Frères et sœurs, nous risquons facilement de commettre un contresens sur cette parabole des talents que nous venons d’entendre, car l’usage du mot « talent » a évolué. Notre culture l’a précisément emprunté à la parabole de Matthieu et en a modifié le sens pour désigner « une aptitude remarquable dans le domaine intellectuel ou artistique : avoir du talent, un homme de talent…» (Robert). Nous interprétons donc naturellement la parabole sous l’angle des dons individuels, ces qualités personnelles qu’il faut mettre au service des autres. Le Catéchisme nous montre que cet usage est, certes, légitime mais que ce n’est pas le sens précis sur les lèvres du Christ.
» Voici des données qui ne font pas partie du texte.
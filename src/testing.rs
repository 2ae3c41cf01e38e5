//! Fixtures for unit tests: synthetic files, encrypted documents and ciphertexts.

use crate::encryption::crypt_filters::{CryptFilter, Rc4CryptFilter};
use crate::encryption::rc4::Rc4;
use crate::encryption::{PasswordAlgorithm, Permissions};
use crate::{Dictionary, Object, ObjectId, StringFormat, dictionary};
use aes::cipher::{BlockEncryptMut as _, KeyIvInit as _};

mod builder;
pub(crate) use builder::{PdfBuilder, Row, deflate, hex};

pub(crate) const FILE_ID: &[u8] = b"\x3a\x91\x0c\x5e\x72\xd4\x18\x66\xb0\x2f\x43\x9e\x07\xc1\x55\xe8";

// Everything but modifying, with the reserved high bits set as writers do.
const PERMISSIONS: i64 = -3900;

const IV: [u8; 16] = *b"fixed test iv 16";

fn hex_string(bytes: &[u8]) -> Object {
    Object::String(bytes.to_vec(), StringFormat::Hexadecimal)
}

fn algorithm(version: i64, revision: i64, length: usize) -> PasswordAlgorithm {
    PasswordAlgorithm {
        encrypt_metadata: true,
        length: Some(length),
        version,
        revision,
        permissions: Permissions::from_bits_retain(PERMISSIONS as u64),
        ..Default::default()
    }
}

fn standard_dictionary(algorithm: &PasswordAlgorithm) -> Dictionary {
    let mut dict = dictionary! {
        "Filter" => "Standard",
        "V" => algorithm.version,
        "R" => algorithm.revision,
        "O" => hex_string(&algorithm.owner_value),
        "U" => hex_string(&algorithm.user_value),
        "P" => PERMISSIONS,
    };
    if let Some(length) = algorithm.length {
        dict.set("Length", length as i64);
    }
    dict
}

/// Fill in `/O` and `/U` for revisions 2 to 4 and return the file key.
fn seal_r4(algorithm: &mut PasswordAlgorithm, owner: &str, user: &str) -> Vec<u8> {
    let owner = algorithm.sanitize_password_r4(owner);
    let user = algorithm.sanitize_password_r4(user);
    algorithm.owner_value = algorithm.compute_hashed_owner_password_r4(&owner, &user).unwrap();
    algorithm.user_value = algorithm.compute_hashed_user_password_r4(FILE_ID, &user).unwrap();
    algorithm.compute_file_encryption_key_r4(FILE_ID, &user).unwrap()
}

/// `/V 2 /R 3` with a 128-bit RC4 key.
pub(crate) fn rc4_encryption(owner: &str, user: &str) -> (Dictionary, Vec<u8>) {
    let mut algorithm = algorithm(2, 3, 128);
    let key = seal_r4(&mut algorithm, owner, user);
    (standard_dictionary(&algorithm), key)
}

/// `/V 4 /R 4` with the `StdCF` crypt filter using AESV2 for strings and streams.
pub(crate) fn aes128_encryption(owner: &str, user: &str) -> (Dictionary, Vec<u8>) {
    let mut algorithm = algorithm(4, 4, 128);
    let key = seal_r4(&mut algorithm, owner, user);
    let mut dict = standard_dictionary(&algorithm);
    dict.set(
        "CF",
        dictionary! {
            "StdCF" => dictionary! { "CFM" => "AESV2", "AuthEvent" => "DocOpen", "Length" => 16 },
        },
    );
    dict.set("StmF", "StdCF");
    dict.set("StrF", "StdCF");
    (dict, key)
}

/// `/V 5 /R 6` (AESV3) around a fixed file key.
pub(crate) fn aes256_encryption(owner: &str, user: &str) -> (Dictionary, Vec<u8>) {
    let mut algorithm = algorithm(5, 6, 256);
    let key: Vec<u8> = (0..32u8).map(|i| i.wrapping_mul(53).wrapping_add(7)).collect();

    let owner = algorithm.sanitize_password_r6(owner).unwrap();
    let user = algorithm.sanitize_password_r6(user).unwrap();
    let (user_value, user_encrypted) = algorithm
        .compute_hashed_user_password_r6(&key, &user, *b"usersaltuserkeys")
        .unwrap();
    algorithm.user_value = user_value;
    algorithm.user_encrypted = user_encrypted;
    let (owner_value, owner_encrypted) = algorithm
        .compute_hashed_owner_password_r6(&key, &owner, *b"ownrsaltownrkeys")
        .unwrap();
    algorithm.owner_value = owner_value;
    algorithm.owner_encrypted = owner_encrypted;
    algorithm.permission_encrypted = algorithm.compute_permissions(&key);

    let mut dict = standard_dictionary(&algorithm);
    dict.set("OE", hex_string(&algorithm.owner_encrypted));
    dict.set("UE", hex_string(&algorithm.user_encrypted));
    dict.set("Perms", hex_string(&algorithm.permission_encrypted));
    dict.set("CF", dictionary! { "StdCF" => dictionary! { "CFM" => "AESV3" } });
    dict.set("StmF", "StdCF");
    dict.set("StrF", "StdCF");
    (dict, key)
}

/// RC4 under the key of object `id`.
pub(crate) fn encrypt_rc4(file_key: &[u8], id: ObjectId, plaintext: &[u8]) -> Vec<u8> {
    Rc4::new(&Rc4CryptFilter.compute_key(file_key, id)).apply(plaintext)
}

/// AES-CBC with PKCS#5 padding, IV first. The key length picks AES-128 or AES-256.
pub(crate) fn encrypt_aes(object_key: &[u8], plaintext: &[u8]) -> Vec<u8> {
    let mut data = plaintext.to_vec();
    let pad = 16 - data.len() % 16;
    data.extend(std::iter::repeat_n(pad as u8, pad));

    if object_key.len() == 16 {
        let mut encryptor = cbc::Encryptor::<aes::Aes128>::new(object_key.into(), &IV.into());
        for block in data.chunks_exact_mut(16) {
            encryptor.encrypt_block_mut(block.into());
        }
    } else {
        let mut encryptor = cbc::Encryptor::<aes::Aes256>::new(object_key.into(), &IV.into());
        for block in data.chunks_exact_mut(16) {
            encryptor.encrypt_block_mut(block.into());
        }
    }

    let mut out = IV.to_vec();
    out.extend(data);
    out
}

/// PDF syntax for a direct object. Strings are written in hex.
pub(crate) fn pdf_syntax(object: &Object) -> String {
    match object {
        Object::Null => "null".to_string(),
        Object::Boolean(value) => value.to_string(),
        Object::Integer(value) => value.to_string(),
        Object::Real(value) => value.to_string(),
        Object::Name(name) => format!("/{}", String::from_utf8_lossy(name)),
        Object::String(bytes, _) => hex(bytes),
        Object::Array(items) => format!("[{}]", items.iter().map(pdf_syntax).collect::<Vec<_>>().join(" ")),
        Object::Dictionary(dict) => {
            let entries: Vec<String> = dict
                .iter()
                .map(|(key, value)| format!("/{} {}", String::from_utf8_lossy(key), pdf_syntax(value)))
                .collect();
            format!("<<{}>>", entries.join(" "))
        }
        Object::Reference((number, generation)) => format!("{number} {generation} R"),
        Object::Stream(_) => panic!("streams cannot be written as direct objects"),
    }
}

pub(crate) const TITLE: &[u8] = b"Quarterly report";
pub(crate) const CONTENT: &[u8] = b"BT /F1 12 Tf 72 712 Td (Hello, world) Tj ET";

/// Catalog with an encrypted `/Title` (object 1), an encrypted flate content stream
/// (object 3) and the encryption dictionary itself (object 4).
pub(crate) fn encrypted_pdf(encrypt: &Dictionary, seal: impl Fn(ObjectId, &[u8]) -> Vec<u8>) -> Vec<u8> {
    let mut pdf = PdfBuilder::new();
    pdf.object(1, &format!("<< /Type /Catalog /Pages 2 0 R /Title {} >>", hex(&seal((1, 0), TITLE))));
    pdf.object(2, "<< /Type /Pages /Kids [] /Count 0 >>");
    pdf.stream(3, "/Filter /FlateDecode", &seal((3, 0), &deflate(CONTENT)));
    pdf.object(4, &pdf_syntax(&Object::Dictionary(encrypt.clone())));
    let id = hex(FILE_ID);
    let xref = pdf.xref_table(&format!("/Size 5 /Root 1 0 R /Encrypt 4 0 R /ID [{id} {id}]"));
    pdf.startxref(xref);
    pdf.build()
}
À l’époque de Jésus, le talent était une très importante quantité de métal d’argent (près de 26 kg).
            « L’homme qui part en voyage », sous la plume de Matthieu, désigne très clairement le Christ qui va bientôt partir vers la mort, puis ressusciter et retourner vers son Père. Quels sont les biens qu’il confie à ses serviteurs, les apôtres ? Jésus nous le dévoile un peu dans une précédente déclaration qui nous dit ceci : « Quel est donc le serviteur fidèle et avisé que le maître a établi sur les gens de sa maison pour leur donner la nourriture en temps voulu ? Heureux ce serviteur que son maître en arrivant trouvera occupé de la sorte ! En vérité je vous le dis, il l'établira sur tous ses biens. » (Mt 24,45-47).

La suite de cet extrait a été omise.